Erst die vom Oberamt Hornberg ins Großherzogtum eingebrachten Gebiete entlang der Gutach ermöglichten es, innerhalb der neuen badischen Landesgrenzen die bedeutende Straßenverbindung (heute: B33) von Offenburg über den Schwarzwald nach Villingen und weiter nach Konstanz zu schaffen und damit die seit 1803 hinzu gekommenen südlichen und südöstlichen Landesteile besser an das politische Zentrum in Karlsruhe anzubinden. Jahre später folgte die Eisenbahn („Schwarzwaldbahn“)in etwa der gleichen Trasse.

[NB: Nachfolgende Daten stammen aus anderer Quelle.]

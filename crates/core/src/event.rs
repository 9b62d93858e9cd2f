//! Domain event system: decoupled observation of the turn pipeline.
//!
//! Events are published when a turn starts, a tool runs, a turn completes
//! or a background stage fails. Subscribers react without the services
//! knowing about them.

use chrono::{DateTime, Utc};
use serde::{Deserialize, Serialize};
use std::sync::Arc;
use tokio::sync::broadcast;

/// All domain events in the system.
#[derive(Debug, Clone, Serialize, Deserialize)]
pub enum DomainEvent {
    /// A turn was accepted for a user
    TurnStarted {
        user_id: String,
        conversation_id: String,
        resumed: bool,
        timestamp: DateTime<Utc>,
    },

    /// A tool was executed
    ToolExecuted {
        tool_name: String,
        success: bool,
        duration_ms: u64,
        timestamp: DateTime<Utc>,
    },

    /// The response for a turn was produced
    TurnCompleted {
        user_id: String,
        conversation_id: String,
        termination: String,
        steps: u32,
        timestamp: DateTime<Utc>,
    },

    /// A background stage failed (logged, never propagated)
    BackgroundStageFailed {
        user_id: String,
        conversation_id: String,
        stage: String,
        error_message: String,
        timestamp: DateTime<Utc>,
    },

    /// Long-term memories were written by a learning pass
    MemoryLearned {
        user_id: String,
        stored: usize,
        timestamp: DateTime<Utc>,
    },
}

/// A broadcast-based event bus for domain events.
///
/// Uses `tokio::sync::broadcast` for multi-consumer pub/sub.
pub struct EventBus {
    sender: broadcast::Sender<Arc<DomainEvent>>,
}

impl EventBus {
    /// Create a new event bus with the given capacity.
    pub fn new(capacity: usize) -> Self {
        let (sender, _) = broadcast::channel(capacity);
        Self { sender }
    }

    /// Publish an event to all subscribers.
    pub fn publish(&self, event: DomainEvent) {
        // No subscribers is fine
        let _ = self.sender.send(Arc::new(event));
    }

    /// Subscribe to receive events.
    pub fn subscribe(&self) -> broadcast::Receiver<Arc<DomainEvent>> {
        self.sender.subscribe()
    }
}

impl Default for EventBus {
    fn default() -> Self {
        Self::new(256)
    }
}
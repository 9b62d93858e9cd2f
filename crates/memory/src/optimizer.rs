//! Focus-aware reranking and compression of long-term memory records.

use async_trait::async_trait;
use concierge_core::context::{ContextOptimizer, MemoryRecord};
use concierge_core::error::MemoryError;
use concierge_core::text;
use std::cmp::Ordering;
use std::collections::HashSet;

/// Reranks records by overlap with the query and the carried focus topics,
/// drops duplicates and shortens long records.
#[derive(Debug, Clone)]
pub struct FocusOptimizer {
    /// Records longer than this are truncated.
    pub max_record_chars: usize,
    /// Weight of the fresh relevance score against the retriever's score.
    pub relevance_weight: f32,
}

impl Default for FocusOptimizer {
    fn default() -> Self {
        Self {
            max_record_chars: 600,
            relevance_weight: 0.6,
        }
    }
}

fn normalize(content: &str) -> String {
    text::tokenize(content).join(" ")
}

#[async_trait]
impl ContextOptimizer for FocusOptimizer {
    async fn optimize(
        &self,
        records: Vec<MemoryRecord>,
        focus: &[String],
        query: &str,
    ) -> Result<Vec<MemoryRecord>, MemoryError> {
        let mut terms = text::keywords(query);
        for topic in focus {
            let topic = topic.to_lowercase();
            if !terms.contains(&topic) {
                terms.push(topic);
            }
        }

        let mut seen = HashSet::new();
        let mut out: Vec<MemoryRecord> = Vec::with_capacity(records.len());
        for mut record in records {
            let key = normalize(&record.content);
            if key.is_empty() || !seen.insert(key) {
                continue;
            }
            if !terms.is_empty() {
                let relevance = text::term_overlap(&terms, &record.content);
                record.score = (self.relevance_weight * relevance
                    + (1.0 - self.relevance_weight) * record.score)
                    .clamp(0.0, 1.0);
            }
            if record.content.chars().count() > self.max_record_chars {
                record.content = text::truncate_chars(&record.content, self.max_record_chars);
                record.metadata.insert("compressed".into(), "true".into());
            }
            record.metadata.insert("optimized".into(), "true".into());
            out.push(record);
        }

        out.sort_by(|a, b| b.score.partial_cmp(&a.score).unwrap_or(Ordering::Equal));
        Ok(out)
    }
}
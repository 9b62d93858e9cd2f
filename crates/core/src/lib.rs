//! # Concierge Core
//!
//! Domain types, traits, and error definitions for the Concierge assistant
//! backend. The state object, the planner and tool seams, and every
//! storage/retrieval/learning collaborator the orchestration services talk
//! to are defined here.
//!
//! ## Design Philosophy
//!
//! Every collaborator is a trait here. Implementations live in their
//! respective crates, so they can be swapped via configuration and replaced
//! by scripted stand-ins in tests.

pub mod agent;
pub mod context;
pub mod error;
pub mod event;
pub mod memory;
pub mod message;
pub mod metrics;
pub mod planner;
pub mod provider;
pub mod storage;
pub mod text;
pub mod tool;

// Re-export key types at crate root for ergonomics
pub use agent::{AgentState, MemoryBlock, MemorySource, StateConfig, Termination, ToolProvenance};
pub use context::{ContextOptimizer, KnowledgeBase, LtmRetriever, MemoryRecord, TaggedMemoryRetriever};
pub use error::{Error, Result};
pub use event::{DomainEvent, EventBus};
pub use memory::{
    LearningInput, LearningManager, LearningOutcome, LifecycleManager, LifecycleReport,
    MemoryBackend, MemoryEntry, MemoryQuery,
};
pub use message::{ConversationId, Message, Role};
pub use metrics::{MetricsSink, NoopMetrics, TurnMetrics};
pub use planner::{Action, Planner};
pub use provider::{Provider, ProviderRequest, ProviderResponse};
pub use storage::{InteractionRecord, StorageManager};
pub use tool::{Tool, ToolContext, ToolRegistry};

Zum Stadtfestwochenende im Juni dieses Jahres präsentierte der Historische Verein eine vielbeachtete Ausstellung über den Zeitraum der letzten 200 Jahre. Schwerpunkt war die Geschichte und Entwicklung der Stadt im Großherzogtum Baden von 1810 bis 1918 und danach als Bestandteil des Landes Baden bis in die Gegenwart. Mitglieder des Initiativkreises trugen dazu – unterstützt durch Mitarbeiter des Stadtarchivs – zeitgeschichtliches Kartenmaterial, Bilder, Fotografien, Urkunden, Stadtansichten und weitere interessante Exponate zusammen und versahen die Ausstellungsstücke mit ergänzenden Texten.

Auf vielfachen Wunsch wurde die Ausstellung rund um den Bauernmarkt nochmals der Öffentlichkeit zugänglich gemacht.

Der Bogen der Themen spannte sich dabei von den politischen Rahmenbedingungen und territorialen Veränderungen zu Beginn des 19. Jahrhunderts, der Loslösung des Lehengerichts, dem Kirchenbau und der Revolution über den Besuch von Großherzog Friedrich I. im Jahre 1858 und die Reichsgründung 1871 über die Ausrufung der Republik im Jahre 1918 bis zur „Gleichschaltung der Länder“ 1933. Ein Blick auf das aus einem Teil der französischen Besatzungszone hervorgegangene Nachkriegs-Bundesland (Süd-)Baden mit seinem Staatspräsidenten Leo Wohleb, die Gründung des „Südweststaats“ Baden-Württembergs sowie die Kreis- und Gemeindereform zu Beginn der 70er Jahre, die das Lehengericht wieder mit Schiltach vereinigte, schlossen den Kreis.

Eine umfangreiche Präsentation historischer Postkarten und Ansichten aus Schiltach und Lehengericht ergänzte den geschichtlichen Überblick und zeigte eindrücklich die Veränderungen auf, denen Stadt und Landschaft in den vergangenen 130 Jahren ausgesetzt waren.

Der Initiativkreis des Historischen Vereins bedankt sich für das gezeigte große Interesse und die positiven Rückmeldungen.